Das Urteil des polnischen Verfassungsgerichts ist ein Ärgernis für alle Befürworter der immer enger werdenden Europäischen Union. Denn die polnischen Richter haben der Rechtsprechung des Europäischen Gerichtshofs (EuGH) einen Riegel vorgeschoben: Demnach überschreitet der EuGH seine Kompetenzen, wenn er über polnische Gesetze urteilt, die die Art der Richterernennung und Gestaltung des polnischen Justizwesens festlegen. Polen habe dem EuGH derartige Kompetenzen im geltenden EU-Vertrag nicht eingeräumt, so die Begründung der Warschauer Richter.

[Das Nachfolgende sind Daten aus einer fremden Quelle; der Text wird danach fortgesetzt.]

//! Run trigger and stop protocol.
//!
//! The controller is the only way a run is started. It enforces the single
//! run guard through the store, owns the in-process stop handle and the task
//! running the engine, and turns a stop request into both a durable store
//! flag and, when it holds the handle, an immediate wake-up of the engine.

use crate::engine::{AcquisitionEngine, RunOutcome};
use parking_lot::Mutex;
use std::sync::Arc;
use thiserror::Error;
use tokio::task::JoinHandle;
use tracing::{info, warn};
use volt_core::{stop_channel, StatusText, StopHandle, TestConfiguration};
use volt_storage::store::flag;
use volt_storage::{StatusStore, StoreError, StoreKey};

#[derive(Error, Debug)]
pub enum ControlError {
    #[error("a run is already in progress")]
    AlreadyRunning,

    #[error("invalid test configuration: {0}")]
    InvalidConfiguration(String),

    #[error("status store error: {0}")]
    Store(#[from] StoreError),

    #[error("acquisition worker failed: {0}")]
    Worker(String),
}

struct ActiveRun {
    stop: StopHandle,
    task: JoinHandle<RunOutcome>,
}

/// Starts, stops and awaits acquisition runs.
pub struct RunController {
    engine: AcquisitionEngine,
    store: Arc<dyn StatusStore>,
    active: Mutex<Option<ActiveRun>>,
}

impl RunController {
    pub fn new(engine: AcquisitionEngine) -> Self {
        let store = engine.store().clone();
        Self {
            engine,
            store,
            active: Mutex::new(None),
        }
    }

    pub fn store(&self) -> &Arc<dyn StatusStore> {
        &self.store
    }

    /// Validate, claim the run flag, clear live samples and spawn the engine.
    pub fn start(&self, config: TestConfiguration) -> Result<(), ControlError> {
        config.validate().map_err(ControlError::InvalidConfiguration)?;

        if !self.store.try_begin_run()? {
            warn!("Start rejected: a run is already in progress");
            return Err(ControlError::AlreadyRunning);
        }

        if let Err(e) = self.store.clear_samples() {
            let message = format!("setup fault (io) on store: {}", e);
            let released = self.store.set_many(&[
                (StoreKey::StatusText, StatusText::Error.to_string()),
                (StoreKey::IsRunning, flag(false).to_string()),
                (StoreKey::LastError, message),
            ]);
            if let Err(release_err) = released {
                warn!(error = %release_err, "Could not release run flag after failed start");
            }
            return Err(e.into());
        }

        let (stop, signal) = stop_channel();
        let engine = self.engine.clone();
        let task = tokio::spawn(async move { engine.run(config, signal).await });

        info!("Acquisition run started");
        *self.active.lock() = Some(ActiveRun { stop, task });
        Ok(())
    }

    /// Ask the current run to stop.
    ///
    /// Writes the durable request to the store so a worker in another process
    /// sees it, and signals the local engine directly when this controller
    /// started it. Returns `false` when no run was in progress.
    pub fn request_stop(&self) -> Result<bool, ControlError> {
        let running = request_stop_in_store(self.store.as_ref())?;

        let local = self.active.lock().as_ref().map(|run| {
            run.stop.stop();
            !run.task.is_finished()
        });

        if running {
            info!(local_handle = local.is_some(), "Stop requested");
            Ok(true)
        } else {
            Ok(local.unwrap_or(false))
        }
    }

    /// Whether this controller has a run that has not been awaited yet.
    pub fn has_active_run(&self) -> bool {
        self.active.lock().is_some()
    }

    /// Await the run started by this controller, if any.
    pub async fn wait(&self) -> Result<Option<RunOutcome>, ControlError> {
        let Some(run) = self.active.lock().take() else {
            return Ok(None);
        };

        match run.task.await {
            Ok(outcome) => Ok(Some(outcome)),
            Err(e) => {
                let message = format!("acquisition worker aborted: {}", e);
                let published = self.store.set_many(&[
                    (StoreKey::StatusText, StatusText::Error.to_string()),
                    (StoreKey::IsRunning, flag(false).to_string()),
                    (StoreKey::RemainingTime, "0".to_string()),
                    (StoreKey::PlotReady, flag(false).to_string()),
                    (StoreKey::LastError, message.clone()),
                ]);
                if let Err(store_err) = published {
                    warn!(error = %store_err, "Could not publish worker failure");
                }
                Err(ControlError::Worker(message))
            }
        }
    }

    /// Clear a run flag left behind by a worker that died.
    ///
    /// Refused while this controller still owns a live run.
    pub fn reset(&self) -> Result<(), ControlError> {
        if self
            .active
            .lock()
            .as_ref()
            .is_some_and(|run| !run.task.is_finished())
        {
            return Err(ControlError::AlreadyRunning);
        }
        force_reset(self.store.as_ref())?;
        Ok(())
    }
}

/// Publish a stop request without holding the engine's handle.
///
/// The worker picks the flag up at its next checkpoint. Returns `false`
/// without writing when no run is in progress.
pub fn request_stop_in_store(store: &dyn StatusStore) -> Result<bool, StoreError> {
    store.try_request_stop()
}

/// Return the store to idle regardless of the current flags.
pub fn force_reset(store: &dyn StatusStore) -> Result<(), StoreError> {
    warn!("Forcing run status back to Idle");
    store.set_many(&[
        (StoreKey::IsRunning, flag(false).to_string()),
        (StoreKey::StatusText, StatusText::Idle.to_string()),
        (StoreKey::RemainingTime, "0".to_string()),
        (StoreKey::PlotReady, flag(false).to_string()),
        (StoreKey::StopRequested, flag(false).to_string()),
    ])
}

Der Kompetenzstreit zwischen den nationalen Verfassungsgerichten und dem EuGH ist nicht neu. Tatsächlich existieren in der EU zwei Grundhaltungen, woran vor kurzem der ehemalige Präsident des deutschen Bundesverfassungsgerichts, Andreas Vosskuhle, in einem Interview erinnerte: Der EuGH und die EU-Kommission gehen davon aus, dass der Vorrang des Europarechts vor nationalen Recht in der EU absolut ist. Demnach hat der EuGH immer das letzte Wort.
Wer ist Koch, wer Kellner?
Die zweite Sichtweise, die von vielen Verfassungsgerichten der EU-Mitgliedsstaaten vertreten wird, geht davon aus, dass die Mitgliedsstaaten den europäischen Institutionen nur bestimmte, klar umrissene Kompetenzen übertragen haben. Salopp gesagt: Es ist ein unlösbarer Streit darüber, wer hier Koch und wer Kellner ist. Auch das als extrem europafreundlich geltende deutsche Bundesverfassungsgericht hat den EuGH bereits mehrfach in die Schranken verwiesen - zuletzt im Mai 2020 in einem Urteil zu Anleihekäufen der Europäischen Zentralbank.
Das zentrale Problem dahinter: Europäische Union ist kein Bundesstaat. Der Versuch in diese Richtung, eine europäische Verfassung zu verabschieden, scheiterte 2005 an Volksentscheiden in Frankreich und den Niederlanden. Bei allem Enthusiasmus für die Idee eines föderalen Europas, das immer enger zusammenwächst: Als Demokrat muss man diese Entscheidung von 2005 akzeptieren. Genauso wie die Tatsache, dass die gegenwärtige Europäische Union ein auf Kompromissen gebautes, unfertiges Gebäude ist.
Richtig ist aber auch, dass die Entscheidung des polnischen Verfassungsgerichts ein Freifahrtschein für die national-konservative Regierung in Warschau ist, die Demontage des Rechtsstaats und des unabhängigen Justizwesens voranzutreiben. Wie man sieht, ist der Versuch, diese Entwicklung auf juristischem Weg aufzuhalten, gescheitert. Dieses Problem wird man nur politisch lösen können.
Der "Sieg der Souveränität" als Ablenkungsmanöver
Das in Polen regierende national-konservative Lager feiert das Urteil als "Sieg der Souveränität". Solche Rhetorik bedient den harten Kern ihrer Wählerschaft. Die Erfahrung lehrt, dass dies ein Ablenkungsmanöver sein kann. Denn es ist schwer vorstellbar, dass Warschau demnächst auf die Milliarden aus Brüssel verzichten will. Es sieht eher danach aus, dass wenigstens ein Teil der umstrittenen Justizreform bald zurückgenommen wird. Das Warschauer Urteil hilft dem im eigenen Lager als "Weichei" abgestempelten Premier Mateusz Morawiecki, innenpolitisch das Gesicht zu wahren und gleichzeitig außenpolitisch Kompromisse mit Brüssel zu schmieden. Geld gegen Rechtstaatlichkeit dürfte die Devise wohl heißen. Verhandlungsgeschick ist gefragt. Noch ist Polen für Europa nicht verloren.